Our main contribution of this work is as follows: (1)Created own dataset and used machine learning and deep learning models on a real-time dataset for paddy classification(2)Proposed a new deep learning model called CRI_NET_V1(3)To determine which approach performs better in disease classification, we performed a study that included the use of supervised learning methods (SVM and KNN), ensemble learning methods (random forest and AdaBoost), and deep learning techniques (neural networks—Inception-v3).(4)Two-, three-, five-, and tenfold cross-validations are used to determine which folds work best for the proposed model

The following is the outline for the paper: Section 2 provides an explanation of the related works. Section 3 describes the materials and processes that were employed in the creation of the work; the following is a subsection of this section: information regarding the data repository, the preprocessing process, feature extraction, supervised learning methods (SVM and KNN), ensemble learning methods (random forest and AdaBoost), and deep learning techniques is included within this document (neural networks—Inception-v3). Section 4 provides an explanation of the findings and debates. Section 5 brings the article to a close and gives a view for future research.

This section provides a full explanation of the detailed works offered by a variety of researchers. To engage the plant organization, the authors [10] provide a framework and an easy-to-use logical classification of ML techniques to apply the appropriate ML systems and best-practice rules precisely and adequately for various plant stress attributes, including biotic and abiotic stress. Reddy and Sashirekhak [11] provide information on several types of plant disease, as well as advanced ML and IPT to detect plant disease. This outline also provides extensive evaluation opportunities that will aid in further inquiry towards recognizing precise agriculture. Radhakrishnan et al. [12] employ perception and machine learning algorithms to arrange wilderness land on a landscape dataset derived from the ASTER imaging instrument in order to get understanding of the cumulated data by utilizing box plot and heat map. According to [13], a strategy for the detection and presentation of plant leaf illness using the KNN classifier was suggested. It has been presented in [14], an improved artificial plant optimization estimator using machine learning (ML) that detects the plant illness and groups the leaves into sound and spoilt using a dataset of 236 photos. [15] developed an AI-based modified plant leaf disease detection and prediction system that provided predicted solutions for disease repair.
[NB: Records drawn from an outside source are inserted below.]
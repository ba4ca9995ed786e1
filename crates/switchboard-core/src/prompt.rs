//! Domain prompt templates.
//!
//! Every template has the same shape so providers see a consistent layout:
//! 1. A role line telling the model who it is
//! 2. A labelled slot holding the user's message verbatim
//! 3. A numbered list of what the answer should cover (or a closing line
//!    for the generic template)

use crate::domain::Domain;

/// System instruction for providers whose API accepts a separate system message.
pub const SYSTEM_INSTRUCTION: &str =
    "You are a professional, friendly and knowledgeable AI assistant.";

/// A fixed instructional template for one domain.
#[derive(Debug, Clone, Copy, PartialEq, Eq)]
pub struct PromptTemplate {
    /// Opening line establishing the model's role
    pub role: &'static str,

    /// Label placed in front of the user's message ("Problem", "Topic", ...)
    pub label: &'static str,

    /// Points the answer should cover, rendered as a numbered list
    pub requests: &'static [&'static str],

    /// Trailing instruction, used when there is no list
    pub closing: Option<&'static str>,
}

impl PromptTemplate {
    /// The marker that precedes the interpolated message, e.g. `"Problem: "`.
    pub fn slot_marker(&self) -> String {
        format!("{}: ", self.label)
    }

    /// Render the template around `message`.
    pub fn render(&self, message: &str) -> String {
        let mut prompt = String::with_capacity(
            self.role.len() + message.len() + self.requests.len() * 48 + 64,
        );
        prompt.push_str(self.role);
        prompt.push('\n');
        prompt.push_str(&self.slot_marker());
        prompt.push_str(message);
        prompt.push_str("\n\n");

        if !self.requests.is_empty() {
            prompt.push_str("Please provide:");
            for (i, request) in self.requests.iter().enumerate() {
                prompt.push_str(&format!("\n{}. {}", i + 1, request));
            }
        }

        if let Some(closing) = self.closing {
            prompt.push_str(closing);
        }

        prompt
    }
}

const MATH_TEMPLATE: PromptTemplate = PromptTemplate {
    role: "You are a professional mathematics tutor. Give a detailed, accurate solution to the following problem.",
    label: "Problem",
    requests: &[
        "Clear step-by-step working",
        "Explanations of the mathematical concepts involved",
        "Alternative methods of solution where possible",
        "Real-world applications",
    ],
    closing: None,
};

const PROGRAMMING_TEMPLATE: PromptTemplate = PromptTemplate {
    role: "You are a senior software engineer. Give expert advice on the following programming problem.",
    label: "Problem",
    requests: &[
        "A clear code solution",
        "An explanation of the code and relevant best practices",
        "Possible optimizations",
        "Related technical background",
    ],
    closing: None,
};

const WRITING_TEMPLATE: PromptTemplate = PromptTemplate {
    role: "You are a professional writing coach. Help with the following writing request.",
    label: "Request",
    requests: &[
        "Creative and structural suggestions",
        "Concrete writing techniques",
        "Examples or templates",
        "Suggestions for improvement",
    ],
    closing: None,
};

const DIALOGUE_TEMPLATE: PromptTemplate = PromptTemplate {
    role: "You are a thoughtful conversation partner. Hold an in-depth, engaging conversation about the following topic.",
    label: "Topic",
    requests: &[
        "A considered response",
        "Relevant background knowledge",
        "Thought-provoking questions",
        "Practical suggestions",
    ],
    closing: None,
};

const MUN_TEMPLATE: PromptTemplate = PromptTemplate {
    role: "You are an experienced diplomatic adviser and Model United Nations expert. Give a professional analysis of the following issue.",
    label: "Issue",
    requests: &[
        "Analysis from the perspective of international law and diplomacy",
        "The positions and interests of the countries involved",
        "Possible resolutions",
        "Negotiation strategy recommendations",
    ],
    closing: None,
};

const GENERAL_TEMPLATE: PromptTemplate = PromptTemplate {
    role: "Give a professional, detailed answer to the following question.",
    label: "Question",
    requests: &[],
    closing: Some("Make sure the answer is accurate, useful and easy to understand."),
};

/// Template used for a domain.
pub fn template_for(domain: Domain) -> &'static PromptTemplate {
    match domain {
        Domain::Math => &MATH_TEMPLATE,
        Domain::Programming => &PROGRAMMING_TEMPLATE,
        Domain::Writing => &WRITING_TEMPLATE,
        Domain::Dialogue => &DIALOGUE_TEMPLATE,
        Domain::Mun => &MUN_TEMPLATE,
        Domain::General => &GENERAL_TEMPLATE,
    }
}

/// Build the provider prompt for a message and a raw domain tag.
///
/// Unrecognized tags get the generic template. Never fails.
pub fn build_prompt(message: &str, domain_tag: &str) -> String {
    template_for(Domain::from_tag(domain_tag)).render(message)
}

#[cfg(test)]
mod tests {
    use super::*;
    use proptest::prelude::*;

    #[test]
    fn test_math_prompt_layout() {
        let prompt = build_prompt("2+2", "math");
        assert!(prompt.starts_with(MATH_TEMPLATE.role));
        assert!(prompt.contains("Problem: 2+2\n"));
        assert!(prompt.contains("Please provide:\n1. Clear step-by-step working"));
        assert!(prompt.ends_with("4. Real-world applications"));
    }

    #[test]
    fn test_each_known_domain_has_its_own_role() {
        let roles: std::collections::HashSet<_> = Domain::KNOWN
            .iter()
            .map(|d| template_for(*d).role)
            .collect();
        assert_eq!(roles.len(), Domain::KNOWN.len());
    }

    #[test]
    fn test_unknown_domain_uses_generic_template() {
        let prompt = build_prompt("How do tides work?", "oceanography");
        assert!(prompt.starts_with(GENERAL_TEMPLATE.role));
        assert!(prompt.contains("Question: How do tides work?"));
        assert!(!prompt.contains("Please provide:"));
        assert!(prompt.ends_with("easy to understand."));
    }

    #[test]
    fn test_message_with_braces_is_untouched() {
        let message = "fn main() { println!(\"{}\", 1); }";
        let prompt = build_prompt(message, "programming");
        assert!(prompt.contains(message));
    }

    proptest! {
        #[test]
        fn prop_known_domains_embed_message_and_markers(
            message in ".{1,200}",
            idx in 0usize..5,
        ) {
            let domain = Domain::KNOWN[idx];
            let template = template_for(domain);
            let prompt = build_prompt(&message, domain.as_str());

            prop_assert!(prompt.contains(&message));
            prop_assert!(prompt.contains(template.role));
            let slot = format!("{}{}", template.slot_marker(), message);
            prop_assert!(prompt.contains(&slot));
            prop_assert!(prompt.contains("Please provide:"));
        }

        #[test]
        fn prop_unknown_domains_use_generic_template(
            message in ".{1,200}",
            tag in "[a-z]{1,12}",
        ) {
            prop_assume!(Domain::from_tag(&tag) == Domain::General);
            let prompt = build_prompt(&message, &tag);

            prop_assert!(prompt.starts_with(GENERAL_TEMPLATE.role));
            let slot = format!("Question: {}", message);
            prop_assert!(prompt.contains(&slot));
        }

        #[test]
        fn prop_build_is_pure(message in ".{0,100}", tag in "[a-z]{0,12}") {
            prop_assert_eq!(build_prompt(&message, &tag), build_prompt(&message, &tag));
        }
    }
}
Plant leaf disease detection and depiction using artificial intelligence (AI) was offered by [16] for an energetic and fundamental recognition of illness, followed by describing it and executing predicted arrangements to repair that sickness. Using a deep forest approach, [17] demonstrated the affirmation and order of maize plant leaf illnesses for the first time. In [18], it is recommended that a global pooling enlarged CNN be used for the detection of plant disease. In this paper, Tripathy et al. [19] focus on the most recent advances in investigations concerning machine learning (ML) for massive information coherence and diverse processes relating current computing requirements for various applications. In 2020, [20] announced a few-shot learning system for plant leaf arrangement utilizing deep learning with little datasets, which was developed by [20]. Tripathy et al. [19] provide a set of strategies that are intended to address, enhance, and empower multidisciplinary and multi-institutional machine learning research in clinical care informatics. Using hyperspectral imaging in conjunction with a variable decision system and machine learning, [21] investigated the common sense and likelihood of presymptomatic acknowledgement of tobacco contamination. [22] provides approaches on the most capable strategy to use ML within any affiliation and evaluates the appropriateness, sensibility, and viability of ML applications. [22] provides strategies on the most capable strategy to apply ML within any affiliation. The researchers [23] describe a lightweight CNN approach that may be used to break down grape illnesses, such as dim rot, dim measles, and leaf scourge. The authors [22] developed a CNN technique with eight hidden layers for the categorization of tomato diseases. Table 1 illustrates the many research methodologies that have been used by scientists.

3. Materials and Methods

3.1. Data Repository

The following locations in the state of Tamil Nadu were photographed: the Agri field (VIT School of Agricultural Innovations and Advanced Learning (VAIAL), Vellore), Brahmapuram, Sevur, Latheri, and Vaduthangal from the Vellore district. A high-resolution camera, the Canon EOS 1200D, and a thermal imaging camera, the FLIR E8, were used to obtain the photographs (thermal camera). The photographs were taken between August and December of 2019 and January and March of 2020, in a variety of ambient lighting conditions, including sunny, semiovercast, and somewhat cloudy conditions, respectively. It is administered in two shifts: the morning and the evening. Figure 1 and Table 2 show the raw dataset as well as the image count for each picture.

3.2. Preprocessing

During the preprocessing step, the provided picture is shrunk to pixels in size; the major reason for adopting such a specific dimension is to ensure that the image information stays consistent. CNN is a memory-intensive approach that is used mostly for training in transfer learning techniques. A higher picture size may cause the computer to run out of memory space; thus, it is preferable to scale the image to pixels, which is a regularly used dimension that supports all pretrained architecture and provides superior accuracy overall. A procedure known as data augmentation is used to enhance the size of the paddy dataset, which was previously discussed in Section 3.1, to 4254 photographs (i.e., rotating, flipping, cropping, and zooming). The noise is eliminated by the use of filtering methods such as the median and wiener filter [1].

3.3. Feature Extraction

The pattern of an item in a given picture is referred to as its features, and it is this pattern that aids in the categorization of a certain object. The qualities of a feature include things like the corner, the edges, the area of points, and the ridges. By sliding the kernel over the input picture, the convolutional layer of a deep convolutional neural network assists in extracting a certain feature from a particular input image. The pooling layer aids in dimensionality reduction, which means that it aids in minimizing the amount of memory space used. It has 4254 instances, 2062 variables, and the following characteristics: 2048 numeric (no missing values), target: category, and meta: thirteen (2 categorical, 9 numeric, and 2 string).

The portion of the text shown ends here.